Le budget alloué à la santé, lui, augmente de 173%, devenant l'un des plus importants du sous-continent. Cette politique sanitaire ambitieuse permet à la Bolivie d'éradiquer presque totalement la rougeole, ou encore la rubéole. Sous la présidence de Morales, la mortalité infantile est divisée par deux, alors que la sous-nutrition infantile baisse de 14%, selon l'OMS.
De 13% en 2005, le taux d'analphabétisme passe à 4% en 2008, selon El Mundo, faisant de la Bolivie le troisième pays le moins illettré d'Amérique latine, après Cuba et le Venezuela.
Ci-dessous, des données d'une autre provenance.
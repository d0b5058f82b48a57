//! User notification sink.
//!
//! Core services report "strike added" and "suspension started" events
//! through this trait; delivery (push transport) is provided elsewhere.

use async_trait::async_trait;
use std::sync::Arc;
use support_common::AppResult;

/// Trait for delivering a short message to a user.
///
/// Delivery is fire-and-forget from the caller's point of view: a failed
/// notification never rolls back the action it reports.
#[async_trait]
pub trait Notifier: Send + Sync {
    /// Send `title` / `body` to `user_id`.
    async fn notify(&self, user_id: &str, title: &str, body: &str) -> AppResult<()>;
}

/// A no-op implementation of Notifier for testing or when notifications are disabled.
#[derive(Clone, Default)]
pub struct NoOpNotifier;

#[async_trait]
impl Notifier for NoOpNotifier {
    async fn notify(&self, _user_id: &str, _title: &str, _body: &str) -> AppResult<()> {
        Ok(())
    }
}

/// Wrapper for boxed Notifier trait object.
pub type NotifierService = Arc<dyn Notifier>;

#[cfg(test)]
#[allow(clippy::unwrap_used)]
mod tests {
    use super::*;

    #[tokio::test]
    async fn test_noop_notifier_accepts_everything() {
        let notifier: NotifierService = Arc::new(NoOpNotifier);
        notifier
            .notify("user1", "Account Suspended", "Your account has been suspended for some time")
            .await
            .unwrap();
    }
}
//! Report repository.

use std::sync::Arc;

use chrono::Utc;
use sea_orm::{
    ActiveModelTrait, ColumnTrait, DatabaseConnection, EntityTrait, PaginatorTrait, QueryFilter,
    QueryOrder, Set,
};

use crate::entities::report::{ActiveModel, Column, Entity, Model, ReportType};
use support_common::{AppError, AppResult};

/// Repository for user-submitted reports.
#[derive(Clone)]
pub struct ReportRepository {
    db: Arc<DatabaseConnection>,
}

impl ReportRepository {
    /// Create a new report repository.
    #[must_use]
    pub const fn new(db: Arc<DatabaseConnection>) -> Self {
        Self { db }
    }

    /// Create a new report.
    pub async fn create(&self, model: ActiveModel) -> AppResult<Model> {
        model
            .insert(self.db.as_ref())
            .await
            .map_err(|e| AppError::Database(e.to_string()))
    }

    /// Find a report by ID.
    pub async fn find_by_id(&self, id: &str) -> AppResult<Option<Model>> {
        Entity::find_by_id(id)
            .one(self.db.as_ref())
            .await
            .map_err(|e| AppError::Database(e.to_string()))
    }

    /// Get a report by ID or return an error.
    pub async fn get_by_id(&self, id: &str) -> AppResult<Model> {
        self.find_by_id(id)
            .await?
            .ok_or_else(|| AppError::NotFound(format!("Report {id} not found")))
    }

    /// Reports filed against a target, newest first.
    pub async fn find_by_target(
        &self,
        report_type: ReportType,
        target_identifier: &str,
    ) -> AppResult<Vec<Model>> {
        Entity::find()
            .filter(Column::ReportType.eq(report_type))
            .filter(Column::TargetIdentifier.eq(target_identifier))
            .order_by_desc(Column::CreatedAt)
            .all(self.db.as_ref())
            .await
            .map_err(|e| AppError::Database(e.to_string()))
    }

    /// Count unresolved reports filed against a target.
    pub async fn count_open_by_target(
        &self,
        report_type: ReportType,
        target_identifier: &str,
    ) -> AppResult<u64> {
        Entity::find()
            .filter(Column::ReportType.eq(report_type))
            .filter(Column::TargetIdentifier.eq(target_identifier))
            .filter(Column::Resolved.eq(false))
            .count(self.db.as_ref())
            .await
            .map_err(|e| AppError::Database(e.to_string()))
    }

    /// Mark a report as resolved.
    pub async fn resolve(&self, id: &str) -> AppResult<Model> {
        let report = self.get_by_id(id).await?;

        let mut active: ActiveModel = report.into();
        active.resolved = Set(true);
        active.updated_at = Set(Utc::now().into());

        active
            .update(self.db.as_ref())
            .await
            .map_err(|e| AppError::Database(e.to_string()))
    }

    /// Delete a report. Returns whether a row was removed.
    pub async fn delete(&self, id: &str) -> AppResult<bool> {
        let result = Entity::delete_by_id(id)
            .exec(self.db.as_ref())
            .await
            .map_err(|e| AppError::Database(e.to_string()))?;

        Ok(result.rows_affected > 0)
    }
}
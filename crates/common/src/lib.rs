//! Common utilities and shared types for the support desk.
//!
//! This crate provides foundational components used across all support desk crates:
//!
//! - **Configuration**: Application settings via [`Config`], including the
//!   strike accrual policy ([`StrikeConfig`])
//! - **Error handling**: Unified error types via [`AppError`] and [`AppResult`]
//! - **Logging**: `tracing` subscriber setup via [`init_tracing`]
//! - **ID Generation**: UUID identifiers via [`IdGenerator`]
//!
//! # Example
//!
//! ```no_run
//! use support_common::{Config, IdGenerator, AppResult};
//!
//! fn example() -> AppResult<()> {
//!     let config = Config::load()?;
//!     let id_gen = IdGenerator::new();
//!     let report_id = id_gen.generate_uuid_v4();
//!     println!("Suspensions last {} days, report {report_id}", config.strikes.suspend_days);
//!     Ok(())
//! }
//! ```

pub mod config;
pub mod error;
pub mod id;
pub mod logging;

pub use config::{Config, SeverityTable, StrikeConfig};
pub use error::{AppError, AppResult};
pub use id::IdGenerator;
pub use logging::init_tracing;
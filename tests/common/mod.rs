//! In-process fakes for the language-model and retrieval seams

#![allow(dead_code)]

use async_trait::async_trait;
use std::collections::HashMap;
use std::sync::{Arc, Mutex};
use std::time::Duration;

use docquery::config::WorkflowConfig;
use docquery::errors::{Result, WorkflowError};
use docquery::llm::{GenerateOptions, LanguageModel, LlmRouter};
use docquery::retrieval::{ContextBudget, ContextRetriever, RetrievedChunk, Retriever};
use docquery::workflow::Orchestrator;

#[derive(Debug, Clone)]
pub struct Call {
    pub system: String,
    pub user: String,
    pub options: GenerateOptions,
}

type Reply = Box<dyn Fn(&str, &str) -> String + Send + Sync>;

/// Model whose reply is computed from the prompts
pub struct FakeModel {
    reply: Reply,
    delay: Option<Duration>,
    calls: Mutex<Vec<Call>>,
}

impl FakeModel {
    pub fn new(reply: impl Fn(&str, &str) -> String + Send + Sync + 'static) -> Arc<Self> {
        Arc::new(Self {
            reply: Box::new(reply),
            delay: None,
            calls: Mutex::new(Vec::new()),
        })
    }

    /// Never answers within any reasonable timeout
    pub fn stalled() -> Arc<Self> {
        Arc::new(Self {
            reply: Box::new(|_, _| "late".to_string()),
            delay: Some(Duration::from_secs(300)),
            calls: Mutex::new(Vec::new()),
        })
    }

    /// Reply chosen by which node is calling, keyed on the system prompt
    pub fn by_role(replies: &[(&str, &str)]) -> Arc<Self> {
        let replies: Vec<(String, String)> = replies
            .iter()
            .map(|(k, v)| (k.to_string(), v.to_string()))
            .collect();
        Self::new(move |system, _| {
            replies
                .iter()
                .find(|(key, _)| system.contains(key.as_str()))
                .map(|(_, reply)| reply.clone())
                .unwrap_or_default()
        })
    }

    pub fn calls(&self) -> Vec<Call> {
        self.calls.lock().unwrap().clone()
    }

    pub fn calls_matching(&self, system_fragment: &str) -> Vec<Call> {
        self.calls()
            .into_iter()
            .filter(|c| c.system.contains(system_fragment))
            .collect()
    }
}

#[async_trait]
impl LanguageModel for FakeModel {
    fn name(&self) -> &str {
        "fake"
    }

    async fn generate(&self, system: &str, user: &str, options: &GenerateOptions) -> Result<String> {
        self.calls.lock().unwrap().push(Call {
            system: system.to_string(),
            user: user.to_string(),
            options: options.clone(),
        });
        if let Some(delay) = self.delay {
            tokio::time::sleep(delay).await;
        }
        Ok((self.reply)(system, user))
    }
}

/// Model that always fails at the transport level
pub struct DownModel;

#[async_trait]
impl LanguageModel for DownModel {
    fn name(&self) -> &str {
        "down"
    }

    async fn generate(&self, _: &str, _: &str, _: &GenerateOptions) -> Result<String> {
        Err(WorkflowError::Timeout { duration_ms: 120_000 })
    }
}

/// Retriever answering from a fixed table of query -> chunks
#[derive(Default)]
pub struct FakeRetriever {
    results: HashMap<String, Vec<RetrievedChunk>>,
    delays: HashMap<String, Duration>,
    fallback: Vec<RetrievedChunk>,
    fail: bool,
    queries: Mutex<Vec<String>>,
}

impl FakeRetriever {
    pub fn new() -> Self {
        Self::default()
    }

    /// Same chunks for every query
    pub fn always(chunks: Vec<RetrievedChunk>) -> Self {
        Self {
            fallback: chunks,
            ..Self::default()
        }
    }

    pub fn failing() -> Self {
        Self {
            fail: true,
            ..Self::default()
        }
    }

    pub fn with(mut self, query: &str, chunks: Vec<RetrievedChunk>) -> Self {
        self.results.insert(query.to_string(), chunks);
        self
    }

    pub fn with_delay(mut self, query: &str, delay: Duration) -> Self {
        self.delays.insert(query.to_string(), delay);
        self
    }

    pub fn queries(&self) -> Vec<String> {
        self.queries.lock().unwrap().clone()
    }
}

#[async_trait]
impl Retriever for FakeRetriever {
    async fn query(&self, text: &str, top_k: usize) -> Result<Vec<RetrievedChunk>> {
        self.queries.lock().unwrap().push(text.to_string());
        if let Some(delay) = self.delays.get(text) {
            tokio::time::sleep(*delay).await;
        }
        if self.fail {
            return Err(WorkflowError::Retrieval("connection refused".to_string()));
        }
        let chunks = self.results.get(text).unwrap_or(&self.fallback);
        Ok(chunks.iter().take(top_k).cloned().collect())
    }
}

pub fn chunk(source: &str, content: &str, distance: f64) -> RetrievedChunk {
    RetrievedChunk::new(source, format!("{}-{}", source, distance), content, distance)
}

pub fn budget() -> ContextBudget {
    ContextBudget {
        primary: 16_000,
        secondary: 30_000,
    }
}

pub fn context_retriever(retriever: Arc<FakeRetriever>) -> ContextRetriever {
    ContextRetriever::new(retriever, 25, 4, budget(), Duration::from_secs(5))
}

/// Orchestrator over one model for both choices
pub fn orchestrator(model: Arc<dyn LanguageModel>, retriever: Arc<FakeRetriever>) -> Orchestrator {
    orchestrator_with(model, retriever, WorkflowConfig::default())
}

pub fn orchestrator_with(
    model: Arc<dyn LanguageModel>,
    retriever: Arc<FakeRetriever>,
    settings: WorkflowConfig,
) -> Orchestrator {
    let llm = LlmRouter::new(model.clone(), model, Duration::from_secs(5));
    Orchestrator::new(llm, context_retriever(retriever), &settings).unwrap()
}

/// System prompt fragments identifying each node
pub const CLASSIFY: &str = "intent classification expert";
pub const REWRITE: &str = "question rewriting expert";
pub const GRADE: &str = "grader assessing the relevance";
pub const ANSWER: &str = "You are a helpful assistant";
pub const DECONSTRUCT: &str = "deconstructing comparison questions";
pub const SYNTHESIZE: &str = "expert analyst";
pub const SUMMARIZE: &str = "document summarization expert";
pub const TRAIN: &str = "corporate trainer";
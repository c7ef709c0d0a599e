//! Error types for docquery
//!
//! Backend adapters and stores return these errors; the workflow
//! orchestrator absorbs them into degraded answers and only ever
//! surfaces `Cancelled` to its caller.

use thiserror::Error;

/// Main error type for the docquery workflow
#[derive(Error, Debug)]
pub enum WorkflowError {
    /// State machine transition errors
    #[error("Invalid state transition from {from} to {to}: {reason}")]
    InvalidTransition {
        from: String,
        to: String,
        reason: String,
    },

    /// Language model backend errors
    #[error("Language model error: {0}")]
    Llm(String),

    /// Retrieval backend errors
    #[error("Retrieval error: {0}")]
    Retrieval(String),

    /// HTTP client errors
    #[error("HTTP request failed: {0}")]
    Http(#[from] reqwest::Error),

    /// Serialization errors
    #[error("Serialization error: {0}")]
    Serialization(#[from] serde_json::Error),

    /// I/O errors
    #[error("I/O error: {0}")]
    Io(#[from] std::io::Error),

    /// Configuration errors
    #[error("Configuration error: {0}")]
    Config(String),

    /// Prompt template store errors
    #[error("Prompt store error: {0}")]
    PromptStore(String),

    /// Timeout errors
    #[error("Operation timed out after {duration_ms}ms")]
    Timeout { duration_ms: u64 },

    /// Request abandoned by the caller
    #[error("Request cancelled")]
    Cancelled,

    /// Generic errors with context
    #[error("Workflow error: {0}")]
    Generic(String),
}

impl WorkflowError {
    /// True when the caller abandoned the request
    pub fn is_cancelled(&self) -> bool {
        matches!(self, WorkflowError::Cancelled)
    }
}

/// Result type alias for workflow operations
pub type Result<T> = std::result::Result<T, WorkflowError>;

/// Convert anyhow errors to WorkflowError
impl From<anyhow::Error> for WorkflowError {
    fn from(err: anyhow::Error) -> Self {
        WorkflowError::Generic(err.to_string())
    }
}

#[cfg(test)]
mod tests {
    use super::*;

    #[test]
    fn test_error_display() {
        let err = WorkflowError::Timeout { duration_ms: 120_000 };
        assert!(err.to_string().contains("120000"));
    }

    #[test]
    fn test_invalid_transition_error() {
        let err = WorkflowError::InvalidTransition {
            from: "Grade".to_string(),
            to: "Summarize".to_string(),
            reason: "no edge".to_string(),
        };
        assert!(err.to_string().contains("Grade"));
        assert!(err.to_string().contains("Summarize"));
    }

    #[test]
    fn test_cancelled_flag() {
        assert!(WorkflowError::Cancelled.is_cancelled());
        assert!(!WorkflowError::Llm("down".to_string()).is_cancelled());
    }

    #[test]
    fn test_from_anyhow() {
        let err: WorkflowError = anyhow::anyhow!("boom").into();
        assert!(matches!(err, WorkflowError::Generic(ref m) if m == "boom"));
    }
}
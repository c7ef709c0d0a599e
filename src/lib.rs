//! docquery - intent-routed question answering over a document corpus
//!
//! A request is classified into one of five modes and routed through a
//! small state machine:
//!
//! - **greeting**: fixed reply, no backend calls
//! - **rag_query**: rewrite, retrieve, grade, and either answer, retry
//!   with a rewritten question, or give up
//! - **comparison**: split into sub-queries, retrieve them concurrently,
//!   synthesize one comparative answer
//! - **summarization** / **training_generation**: retrieve once and
//!   generate directly
//!
//! Language models and the vector store sit behind the `LanguageModel`
//! and `Retriever` traits. Backend failures degrade into text or empty
//! context; a run always ends with an answer unless the caller cancels it.

pub mod errors;
pub mod types;
pub mod config;
pub mod llm;
pub mod retrieval;
pub mod workflow;
pub mod telemetry;

// Re-export commonly used types
pub use errors::{Result, WorkflowError};
pub use types::{Citations, ConversationTurn, Intent, ModelChoice, WorkflowOutput};
pub use workflow::{CancelToken, Orchestrator, WorkflowRequest};

// Caller surface
pub mod prompts;
pub mod session;
pub mod doctor;
pub mod cli;
pub mod repl;
//! CLI module for docquery
//!
//! Argument parsing and terminal output.

pub mod args;
pub mod display;

pub use args::{Args, Commands, PromptsCommand, Verbosity};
Sur les questions sociétales, Evo Morales se caractérise par un progressisme marqué. La Bolivie devient ainsi le pays latino-américain comptant le plus de femmes au Parlement (52% à l'Assemblée nationale et 47% au Sénat). En 2016, une loi autorise les transgenres à modifier leur nom et sexe à l'état civil, même sans recours à une opération chirurgicale.
L'écologie et le bien-être (buen vivir) sont constamment mis en avant par le président, qui appelle en 2009 à la tenue d'un référendum mondial sur la création d'un «tribunal international climatique de la défense des droits de la Terre-mère».
Evo Morales, un anti-impérialiste devenu la proie des Américains ?
La politique d'Evo Morales suscite toutefois la méfiance des Etats-Unis. Mécontents de voir leurs compagnies gazières défavorisées, les dirigeants américains ne goûtent pas non plus les prises de position géopolitiques du président bolivien. Celui-ci s'oppose notamment à la présence de bases militaires américaines sur son territoire, accusant les Etats-Unis d'occuper militairement le pays sous prétexte de lutter contre le trafic de cocaïne. En 2008, l'ambassadeur des Etats-Unis Philip Goldberg et la DEA (l'équivalent de la brigade des stupéfiants américaine) sont expulsés du pays, accusés d'espionnage et d'opérations de déstabilisation.
De fait, le gouvernement doit faire face en 2008 à une tentative de sécession de la province de Santa Cruz, la plus grande et la plus riche du pays. L'armée bolivienne est mise en alerte, mais Evo Morales se refuse à proclamer l'état de siège. 400 policiers seront envoyés dans la province pour rétablir l'ordre. Néanmoins, la déstabilisation interne de la Bolivie suivra lentement son cours, et finira par emporter le gouvernement en 2019.
Evo Morales organise en effet un référendum en 2016 afin de faire modifier la Constitution, pour lui permettre de briguer un quatrième mandat en 2019. Le président connaît alors son premier échec cuisant. Consultés par référendum, les électeurs rejettent à 51,3 % des suffrages la modification constitutionnelle. Quelques semaines plus tôt, une chaîne de télévision avait opportunément accusé le gouvernement dans une affaire de corruption impliquant une ancienne compagne du chef de l'Etat. Un rapport d'enquête d'une commission mixte finira par blanchir le président de ces accusations, mais il est déjà trop tard.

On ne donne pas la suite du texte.